EW: What was tough about the shoot?
MJF: It’s just about being slow and trying to time medication. That’s the thing that makes acting tough now — it becomes as logistical as it is creative. But when you’re locked into a scene with an actor like Denis and a character like Dwight, you forget the math and it’s just fun with crayons…. I was really tired at the end. I don’t think I could do 22 episodes anymore, but it was a blast.
EW: What did you want to accomplish with your new book and TV special?

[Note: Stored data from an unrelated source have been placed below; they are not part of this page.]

#[cfg(test)]
mod tests {
    use super::*;

    const TID: [u8; 12] = [0, 1, 2, 3, 4, 5, 6, 7, 8, 9, 0x0a, 0x0b];

    #[test]
    fn binding_request_wire_canon() {
        let packet = MessageBuilder::new(Class::Request, Method::Binding, TID).build();
        let expected: &[u8] = &[
            0x00, 0x01, 0x00, 0x08, 0x21, 0x12, 0xa4, 0x42, // header
            0x00, 0x01, 0x02, 0x03, 0x04, 0x05, 0x06, 0x07, 0x08, 0x09, 0x0a, 0x0b, // tid
            0x80, 0x28, 0x00, 0x04, 0x5b, 0x0f, 0xf6, 0xfc, // fingerprint
        ];
        assert_eq!(packet, expected);
    }

    #[test]
    fn message_type_encoding() {
        assert_eq!(message_type(Class::Request, Method::Binding), 0x0001);
        assert_eq!(message_type(Class::Indication, Method::Binding), 0x0011);
        assert_eq!(message_type(Class::Success, Method::Binding), 0x0101);
        assert_eq!(message_type(Class::Error, Method::Binding), 0x0111);
    }

    #[test]
    fn xor_mapped_v4_wire_bytes() {
        let addr: SocketAddr = "192.0.2.1:32853".parse().unwrap();
        let value = encode_address(addr, Some(&TID));
        assert_eq!(value[0], 0);
        assert_eq!(value[1], FAMILY_V4);
        // port 32853 ^ 0x2112, address ^ magic cookie
        assert_eq!(&value[2..4], &[0xa1, 0x47]);
        assert_eq!(&value[4..8], &[0xe1, 0x12, 0xa6, 0x43]);

        let back = parse_address(&value, Some(&TID)).unwrap();
        assert_eq!(back, addr);
    }

    #[test]
    fn xor_mapped_v6_roundtrip() {
        let addr: SocketAddr = "[2001:db8::1]:443".parse().unwrap();
        let value = encode_address(addr, Some(&TID));
        assert_eq!(value.len(), 20);
        assert_eq!(value[1], FAMILY_V6);
        let back = parse_address(&value, Some(&TID)).unwrap();
        assert_eq!(back, addr);
    }

    #[test]
    fn structured_roundtrip_success_response() {
        let addr: SocketAddr = "203.0.113.9:40000".parse().unwrap();
        let packet = MessageBuilder::new(Class::Success, Method::Binding, TID)
            .xor_mapped_address(addr)
            .build();
        let msg = Message::parse(&packet, None).unwrap();
        assert_eq!(msg.class, Class::Success);
        assert_eq!(msg.method, Method::Binding);
        assert_eq!(msg.tid, TID);
        assert_eq!(msg.addr, Some(addr));
        assert!(!msg.use_candidate);
        assert!(msg.error.is_none());
    }

    #[test]
    fn roundtrip_flags_and_roles() {
        let packet = MessageBuilder::new(Class::Request, Method::Binding, TID)
            .ice_controlling([1, 2, 3, 4, 5, 6, 7, 8])
            .use_candidate()
            .build();
        let msg = Message::parse(&packet, None).unwrap();
        assert!(msg.use_candidate);
        assert_eq!(msg.controlling, Some([1, 2, 3, 4, 5, 6, 7, 8]));
        assert_eq!(msg.controlled, None);

        let packet = MessageBuilder::new(Class::Request, Method::Binding, TID)
            .ice_controlled([8, 7, 6, 5, 4, 3, 2, 1])
            .build();
        let msg = Message::parse(&packet, None).unwrap();
        assert!(!msg.use_candidate);
        assert_eq!(msg.controlled, Some([8, 7, 6, 5, 4, 3, 2, 1]));
    }

    #[test]
    fn error_code_roundtrip() {
        let packet = MessageBuilder::new(Class::Error, Method::Binding, TID)
            .error_code(487, "Role Conflict")
            .build();
        let msg = Message::parse(&packet, None).unwrap();
        let err = msg.error.unwrap();
        assert_eq!(err.code, 487);
        assert_eq!(err.reason, "Role Conflict");
    }

    #[test]
    fn username_roundtrip_with_padding() {
        // 5-byte username exercises the pad-to-4 path
        let packet = MessageBuilder::new(Class::Request, Method::Binding, TID)
            .username("alice")
            .build();
        assert_eq!(packet.len() % 4, 0);
        let msg = Message::parse(&packet, None).unwrap();
        assert_eq!(msg.username.as_deref(), Some("alice"));
    }

    #[test]
    fn integrity_fixed_vector() {
        let packet = MessageBuilder::new(Class::Request, Method::Binding, TID)
            .integrity_key(b"swordfish")
            .build();
        let expected: &[u8] = &[
            0x00, 0x01, 0x00, 0x20, 0x21, 0x12, 0xa4, 0x42, // header, length 32
            0x00, 0x01, 0x02, 0x03, 0x04, 0x05, 0x06, 0x07, 0x08, 0x09, 0x0a, 0x0b, // tid
            0x00, 0x08, 0x00, 0x14, // message-integrity
            0x35, 0x34, 0xda, 0xd9, 0x59, 0x65, 0x25, 0x26, 0x5a, 0x6c, 0x39, 0x26, 0xba, 0x62,
            0x3a, 0x25, 0xbf, 0xac, 0xf3, 0xb5, // hmac-sha1 under "swordfish"
            0x80, 0x28, 0x00, 0x04, 0x18, 0xfd, 0xe2, 0xdc, // fingerprint
        ];
        assert_eq!(packet, expected);
    }

    #[test]
    fn integrity_closure() {
        let packet = MessageBuilder::new(Class::Request, Method::Binding, TID)
            .integrity_key(b"swordfish")
            .build();
        assert!(Message::parse(&packet, Some(b"swordfish")).is_ok());
        assert_eq!(
            Message::parse(&packet, Some(b"marlin")),
            Err(CodecError::IntegrityFailure)
        );
        // without a key the attribute is ignored
        assert!(Message::parse(&packet, None).is_ok());
    }

    #[test]
    fn integrity_covers_preceding_attributes() {
        let addr: SocketAddr = "198.51.100.2:9".parse().unwrap();
        let packet = MessageBuilder::new(Class::Success, Method::Binding, TID)
            .xor_mapped_address(addr)
            .integrity_key(b"k")
            .build();
        let msg = Message::parse(&packet, Some(b"k")).unwrap();
        assert_eq!(msg.addr, Some(addr));

        // corrupting the signed prefix fails the integrity check first
        let mut tampered = packet.clone();
        tampered[25] ^= 0xff; // inside the address attribute value
        assert!(Message::parse(&tampered, Some(b"k")).is_err());
    }

    #[test]
    fn fingerprint_detects_corruption() {
        let packet = MessageBuilder::new(Class::Request, Method::Binding, TID).build();
        // flip one bit inside the transaction id
        let mut bad = packet.clone();
        bad[10] ^= 0x04;
        assert_eq!(Message::parse(&bad, None), Err(CodecError::BadFingerprint));
        // flip one bit of the checksum itself
        let mut bad = packet;
        bad[27] ^= 0x01;
        assert_eq!(Message::parse(&bad, None), Err(CodecError::BadFingerprint));
    }

    #[test]
    fn structural_failures() {
        assert_eq!(
            Message::parse(&[0u8; 8], None),
            Err(CodecError::ShortPacket)
        );

        let mut packet = MessageBuilder::new(Class::Request, Method::Binding, TID).build();
        packet[4] = 0x00; // cookie
        assert_eq!(Message::parse(&packet, None), Err(CodecError::BadMagic));

        let mut packet = MessageBuilder::new(Class::Request, Method::Binding, TID).build();
        packet[0] |= 0xC0; // top bits of the type field
        assert_eq!(Message::parse(&packet, None), Err(CodecError::BadMagic));

        let mut packet = MessageBuilder::new(Class::Request, Method::Binding, TID).build();
        packet[3] += 4; // length disagrees with the buffer
        assert_eq!(Message::parse(&packet, None), Err(CodecError::BadLength));

        let mut packet = MessageBuilder::new(Class::Request, Method::Binding, TID).build();
        packet[3] += 1; // not a multiple of four
        assert_eq!(Message::parse(&packet, None), Err(CodecError::BadLength));
    }

    #[test]
    fn non_binding_method_rejected() {
        // method 2 (shared secret), request class
        let mut packet = MessageBuilder::new(Class::Request, Method::Binding, TID).build();
        packet[1] = 0x02;
        let err = Message::parse(&packet, None).unwrap_err();
        assert_eq!(err, CodecError::UnknownMethod(0x002));
    }

    #[test]
    fn attribute_after_integrity_rejected() {
        let mut packet = MessageBuilder::new(Class::Request, Method::Binding, TID)
            .integrity_key(b"k")
            .build();
        // replace the trailing fingerprint with a USE-CANDIDATE attribute
        let len = packet.len();
        packet.truncate(len - 8);
        packet.extend_from_slice(&ATTR_USE_CANDIDATE.to_be_bytes());
        packet.extend_from_slice(&0u16.to_be_bytes());
        let len = packet.len() - HEADER_SIZE;
        patch_length(&mut packet, len);
        assert_eq!(
            Message::parse(&packet, None),
            Err(CodecError::AttributeAfterIntegrity)
        );
    }

    #[test]
    fn unknown_comprehension_required_attribute() {
        // hand-rolled packet with an unknown 0x7fff attribute, no fingerprint
        fn with_class(class: Class) -> Vec<u8> {
            let mut packet = Vec::new();
            packet.extend_from_slice(&message_type(class, Method::Binding).to_be_bytes());
            packet.extend_from_slice(&8u16.to_be_bytes());
            packet.extend_from_slice(&MAGIC_COOKIE.to_be_bytes());
            packet.extend_from_slice(&TID);
            packet.extend_from_slice(&0x7fffu16.to_be_bytes());
            packet.extend_from_slice(&4u16.to_be_bytes());
            packet.extend_from_slice(&[0xde, 0xad, 0xbe, 0xef]);
            packet
        }
        // fatal in a success response
        assert_eq!(
            Message::parse(&with_class(Class::Success), None),
            Err(CodecError::UnknownAttributeRequired(0x7fff))
        );
        // skipped in a request
        assert!(Message::parse(&with_class(Class::Request), None).is_ok());
    }

    #[test]
    fn unknown_optional_attribute_skipped() {
        let mut packet = Vec::new();
        packet.extend_from_slice(&message_type(Class::Success, Method::Binding).to_be_bytes());
        packet.extend_from_slice(&8u16.to_be_bytes());
        packet.extend_from_slice(&MAGIC_COOKIE.to_be_bytes());
        packet.extend_from_slice(&TID);
        packet.extend_from_slice(&0x8022u16.to_be_bytes()); // SOFTWARE
        packet.extend_from_slice(&4u16.to_be_bytes());
        packet.extend_from_slice(b"test");
        assert!(Message::parse(&packet, None).is_ok());
    }

    #[test]
    fn bad_address_family() {
        let mut packet = Vec::new();
        packet.extend_from_slice(&message_type(Class::Success, Method::Binding).to_be_bytes());
        packet.extend_from_slice(&12u16.to_be_bytes());
        packet.extend_from_slice(&MAGIC_COOKIE.to_be_bytes());
        packet.extend_from_slice(&TID);
        packet.extend_from_slice(&ATTR_MAPPED_ADDRESS.to_be_bytes());
        packet.extend_from_slice(&8u16.to_be_bytes());
        packet.extend_from_slice(&[0, 0x03, 0x1f, 0x40, 1, 2, 3, 4]);
        assert_eq!(
            Message::parse(&packet, None),
            Err(CodecError::BadAddressFamily(0x03))
        );
    }

    #[test]
    fn truncated_attribute_rejected() {
        let mut packet = Vec::new();
        packet.extend_from_slice(&message_type(Class::Request, Method::Binding).to_be_bytes());
        packet.extend_from_slice(&4u16.to_be_bytes());
        packet.extend_from_slice(&MAGIC_COOKIE.to_be_bytes());
        packet.extend_from_slice(&TID);
        packet.extend_from_slice(&ATTR_USERNAME.to_be_bytes());
        packet.extend_from_slice(&32u16.to_be_bytes()); // claims more than present
        assert_eq!(Message::parse(&packet, None), Err(CodecError::BadLength));
    }

    #[test]
    fn plain_mapped_address_used_when_xor_absent() {
        let addr: SocketAddr = "198.51.100.7:1234".parse().unwrap();
        let packet = MessageBuilder::new(Class::Success, Method::Binding, TID)
            .mapped_address(addr)
            .build();
        let msg = Message::parse(&packet, None).unwrap();
        assert_eq!(msg.addr, Some(addr));
    }

    #[test]
    fn xor_mapped_preferred_over_plain() {
        let plain: SocketAddr = "198.51.100.7:1234".parse().unwrap();
        let xored: SocketAddr = "203.0.113.1:4321".parse().unwrap();
        let packet = MessageBuilder::new(Class::Success, Method::Binding, TID)
            .mapped_address(plain)
            .xor_mapped_address(xored)
            .build();
        let msg = Message::parse(&packet, None).unwrap();
        assert_eq!(msg.addr, Some(xored));
    }
}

MJF: I don’t necessarily have any sage advice for anybody, other than if they want to get something from my example. I don’t have a choice of whether or not I have Parkinson’s: I have it. But other than that, I have a thousand choices, and I can’t let myself be sunk by the weight of that one non-choice…. After I wrote this memoir, I still had broader journalistic questions about optimism, so I floated to ABC this idea of looking at optimism in an empirical way. We went to Bhutan, a Himalayan kingdom that actually measures its gross national happiness along with its gross domestic product. [We] searched out what fills people with hope and optimism.
EW: Should we be optimistic that you’ll do more TV guest shots?
MJF: There are shows I like, but I don’t know if I’d like them with me in them.
EW: For example?
MJF: Like Lost. We were cracking up when they got into a lot of stuff with [time-traveling physicist Daniel] Faraday. I expected Chris Lloyd to come out and go, ”Faraday! Great Scott! I came here in a time machine that you invented!” It would’ve been a funny in-joke to pass each other in the space-time continuum.